Each missing value in \(X{\prime }^{MM}\) is feature-labeled to obtain the corresponding vector, and when all the missing values are vectorized, the training data corresponding to that group of data is obtained, where Fig. 5 clearly depicts a copy of the training data corresponding to the classifier for the missing data. Since each group of \((x,y,z,\alpha )\) Y has random missing differences in \(X{\prime }^{MM}\) generated each time, several copies of \(X{\prime }^{MM}\) are generated to get richer training data to improve the accuracy of the classifier. According to the size of the amount of missing data, in this paper, we choose to generate \(X{\prime }^{MM}\) five times to get the corresponding training data.

Classifier model

Common classifier models include plain Bayes, support vector machines, decision trees, random forests and neural networks^24,25. In Dekermanjian et al. study, random forest was used as the model to train the classifier. And in this paper, four common models, Random Forest^26,27,28, Plain Bayes^29,30, XGBoost^31,32,33 and BP Neural Network^34,35 are compared for training.
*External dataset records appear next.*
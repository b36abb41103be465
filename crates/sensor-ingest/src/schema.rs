//! Sensor CSV Schema Detection

use crate::IngestError;
use csv::StringRecord;

/// The enumerated set of sensor CSV shapes this system accepts.
#[derive(Debug, Clone, Copy, PartialEq, Eq)]
pub enum SensorCsvSchema {
    /// One row per logical sample with an explicit `SensorType` column:
    /// `Time,SensorType,Value1,Value2,Value3,Latitude,Longitude,Pothole`
    PerSensorRow,
    /// Legacy wide shape carrying both channels on one row, split into
    /// two logical samples:
    /// `Time,AccX,AccY,AccZ,GyroX,GyroY,GyroZ,Latitude,Longitude,Pothole`
    WideRow,
}

impl SensorCsvSchema {
    /// Classify a header row against the known shapes, failing clearly
    /// when none match.
    pub fn detect(headers: &StringRecord) -> Result<Self, IngestError> {
        let has = |name: &str| headers.iter().any(|h| h.trim() == name);

        if has("SensorType") {
            return Ok(SensorCsvSchema::PerSensorRow);
        }
        if has("AccX") && has("GyroX") {
            return Ok(SensorCsvSchema::WideRow);
        }
        Err(IngestError::UnknownSchema(
            headers.iter().map(|h| h.to_string()).collect(),
        ))
    }
}
/// Helper function to log to the browser console
pub fn console_log(message: &str) {
    web_sys::console::log_1(&message.into());
}

#[macro_export]
macro_rules! assert_close {
    ($left:expr, $right:expr, $tolerance:expr) => {
        let left: $crate::types::Float = $left;
        let right: $crate::types::Float = $right;
        let tol: $crate::types::Float = $tolerance;
        let diff = (left - right).abs();
        if !(diff <= tol) {
            panic!(
                "assertion failed: {} ~= {} \
                (tolerance: {}, difference: {})",
                left, right, tol, diff
            );
        }
    };
}

#[macro_export]
macro_rules! assert_vec_close {
    ($left:expr, $right:expr, $tolerance:expr) => {
        let left = $left;
        let right = $right;
        let tol = $tolerance;
        for (a, b) in left.iter().zip(right.iter()) {
            $crate::assert_close!(*a, *b, tol);
        }
    };
}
Random Forest (RF): Random Forest is a powerful machine learning method for classification by constructing multiple decision trees and integrating their predictions. Random Forest uses self-sampling and random selection of feature subsets to increase the variability among decision trees and improve the generalization ability of the overall model. It is well adapted to high-dimensional and large-scale datasets, can handle missing values and unbalanced data, and can assess the importance of variables and reduce the risk of overfitting with high accuracy and robustness, and is widely used in real-world scenarios.
Naive Bayes: Naive Bayes is a classification method based on Bayes' theorem. It is based on the assumption of conditional independence of features and classifies new samples by learning a priori probability and conditional probability models. Plain Bayes counts the frequency of each feature under each category in the training phase, calculates the posterior probability using Bayes' theorem in the prediction phase, and selects the category with the largest posterior probability as the prediction result. Plain Bayes has good classification effect on small sample data, scalability on high-dimensional feature data, some robustness to missing data, and fast training and prediction speed. Although its assumption of conditional independence of features does not exactly match the actual situation, Park Bayes still shows good classification performance and is a simple but effective classification method for a variety of practical problems.
XGBoost: XGBoost is an integrated learning algorithm based on gradient boosting decision trees, which is widely used in classification problems. It continuously improves the prediction performance of the model by iteratively training the decision tree model and optimizing the loss function. XGBoost uses an adaptive learning strategy to adjust the sample weights according to the prediction errors of the previous model and pays more attention to the samples that have been previously incorrectly predicted. At the same time, the complexity of the model is controlled by regularization terms to avoid overfitting. XGBoost has the advantages of handling high-dimensional sparse data, being robust to missing values, and evaluating feature importance. It excels in handling large-scale datasets and complex tasks and is one of the important classification algorithms in machine learning.
BP Neural Network (Backpropagation Neural Network): BP Neural Network is an artificial neural network based on the backpropagation algorithm, which is commonly used in classification problems. It consists of an input layer, a hidden layer and an output layer, and realizes the classification of new samples by learning the mapping relationship between the input samples and the corresponding output labels. BP neural network calculates the output through forward propagation, and adjusts the weights and biases in the network according to the prediction error by using the backpropagation algorithm. By updating the weights and biases through many iterations, the network gradually optimizes the classification performance. BP neural networks have the advantages of learning nonlinear mappings, strong adaptability, and good generalization ability. However, BP neural networks also have the problems of local optimal solutions and sensitivity to initial weights. Nevertheless, BP neural network is still an important classification algorithm and is widely used in various fields.

Results

Particle swarm algorithm evaluation

In the problem of searching for the concentration threshold of missing data and the proportion of low concentration deletions as a percentage of overall deletions, Dekermanjian et al. proposed grid search to solve this problem, the essence of grid search is to enumerate the finite solution, and the initialization of grid search is based on experience, and can not be applied to all the data, so in this paper, we propose to use the Particle Swarm Algorithm to solve this problem. In order to verify the reliability of the results of the particle swarm algorithm search, in this paper, the enumeration method is used to solve the threshold, that is, \((x,y,z,\alpha )\) are from 1 to 100%, the step size is 1%, and \(x + y + z = 100\%\) satisfy , the results of the enumeration method and the results of the Particle Swarm Algorithm are compared.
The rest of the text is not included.